Karena itulah aku mulai ragu. Jangan-jangan aku tidak lagi kangen pada “siapa”, melainkan pada “apa”-nya? Kalau sudah begitu, kan jadi masalah! Bagaimana aku bisa mengobati kangen ini?

Tapi ada kabar menyenangkan berdasarkan masalah tersebut, bahwa kangen yang hebat memang dicapai saat kita benar-benar tidak mampu lagi menemukan media untuk menuntaskannya. Tidak ada twitter untuk nge-mention, tidak tersedia facebook untuk nge-wall, apalagi skype untuk video calling. Pun layanan telepon, e-mail, chat, BBM, SMS atau lainnya, tidak ada yang bisa digunakan. Namun, dalam ketidak-berdayaan tersebut, mereka yang saling kangen diam-diam mendo’akan satu sama lain. Hingga secara otomatis terbentuk cinta segitiga antara mereka dan Tuhannya. Itulah titik puncak kangen.

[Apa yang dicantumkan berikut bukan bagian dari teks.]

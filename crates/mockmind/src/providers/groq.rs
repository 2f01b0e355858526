//! Groq completion backend (OpenAI-compatible chat completions)

use async_trait::async_trait;
use reqwest::{Client, StatusCode};
use serde::{Deserialize, Serialize};
use std::time::Duration;

use crate::config::LlmConfig;
use crate::error::{Error, Result};

use super::llm::{transport_error, ConnectionStatus, GenerateOptions, LlmProvider};

const SYSTEM_PROMPT: &str =
    "You are an expert technical interviewer. Always respond with valid JSON only.";

/// Groq API client
pub struct GroqProvider {
    client: Client,
    base_url: String,
    model: String,
    api_key: String,
    discovery_timeout: Duration,
}

#[derive(Serialize)]
struct ChatRequest<'a> {
    model: &'a str,
    messages: [ChatMessage<'a>; 2],
    temperature: f32,
    top_p: f32,
    response_format: ResponseFormat,
}

#[derive(Serialize)]
struct ChatMessage<'a> {
    role: &'static str,
    content: &'a str,
}

#[derive(Serialize)]
struct ResponseFormat {
    #[serde(rename = "type")]
    kind: &'static str,
}

#[derive(Deserialize)]
struct ChatResponse {
    #[serde(default)]
    choices: Vec<Choice>,
}

#[derive(Deserialize)]
struct Choice {
    message: ChoiceMessage,
}

#[derive(Deserialize)]
struct ChoiceMessage {
    #[serde(default)]
    content: Option<String>,
}

#[derive(Deserialize)]
struct ModelList {
    #[serde(default)]
    data: Vec<ModelEntry>,
}

#[derive(Deserialize)]
struct ModelEntry {
    id: String,
}

impl GroqProvider {
    /// Create a new Groq provider. Fails without a credential.
    pub fn new(config: &LlmConfig) -> Result<Self> {
        let api_key = config
            .api_key
            .clone()
            .filter(|k| !k.trim().is_empty())
            .ok_or_else(|| Error::Config("Groq backend requires an API key".to_string()))?;

        let client = Client::builder()
            .timeout(config.timeout())
            .pool_max_idle_per_host(5)
            .build()
            .expect("Failed to create HTTP client");

        Ok(Self {
            client,
            base_url: config.base_url.trim_end_matches('/').to_string(),
            model: config.model.clone(),
            api_key,
            discovery_timeout: Duration::from_secs(config.connect_timeout_secs),
        })
    }
}

#[async_trait]
impl LlmProvider for GroqProvider {
    async fn complete(&self, prompt: &str, options: &GenerateOptions) -> Result<String> {
        let url = format!("{}/chat/completions", self.base_url);
        let request = ChatRequest {
            model: &self.model,
            messages: [
                ChatMessage {
                    role: "system",
                    content: SYSTEM_PROMPT,
                },
                ChatMessage {
                    role: "user",
                    content: prompt,
                },
            ],
            temperature: options.temperature,
            top_p: options.top_p,
            response_format: ResponseFormat {
                kind: "json_object",
            },
        };

        let response = self
            .client
            .post(&url)
            .bearer_auth(&self.api_key)
            .json(&request)
            .send()
            .await
            .map_err(|e| transport_error("Groq", &self.base_url, e))?;

        let status = response.status();
        if status == StatusCode::TOO_MANY_REQUESTS {
            return Err(Error::RateLimited("Groq returned HTTP 429".to_string()));
        }
        if !status.is_success() {
            let body = response.text().await.unwrap_or_default();
            return Err(Error::llm(format!(
                "Groq completion failed: HTTP {} - {}",
                status, body
            )));
        }

        let chat: ChatResponse = response
            .json()
            .await
            .map_err(|e| transport_error("Groq", &self.base_url, e))?;

        Ok(chat
            .choices
            .into_iter()
            .next()
            .and_then(|c| c.message.content)
            .unwrap_or_default())
    }

    async fn test_connection(&self) -> ConnectionStatus {
        let url = format!("{}/models", self.base_url);

        let result = async {
            let response = self
                .client
                .get(&url)
                .bearer_auth(&self.api_key)
                .timeout(self.discovery_timeout)
                .send()
                .await?
                .error_for_status()?;
            response.json::<ModelList>().await
        }
        .await;

        match result {
            Ok(list) => {
                let available = list.data.iter().any(|m| m.id == self.model);
                ConnectionStatus::connected(&self.model, available)
            }
            Err(e) => {
                tracing::error!("Groq connection test failed: {}", e);
                ConnectionStatus::failed(&self.model, e.to_string())
            }
        }
    }

    fn name(&self) -> &str {
        "groq"
    }

    fn model(&self) -> &str {
        &self.model
    }
}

Maka kemungkinan benarlah kata beberapa teman, penyebab kangen itu sebenarnya cuma satu: cinta/kasih sayang. Serta kataku, jarak yang memisahkan sepasang kekasih itu cuma pantas diisi oleh dua: kepercayaan dan kesetiaan. Aku tidak tahu dua kalimat terakhir ini nyambung atau nggak dengan paragraf di atasnya, cuma pengen nulis itu sebagai penutup aja.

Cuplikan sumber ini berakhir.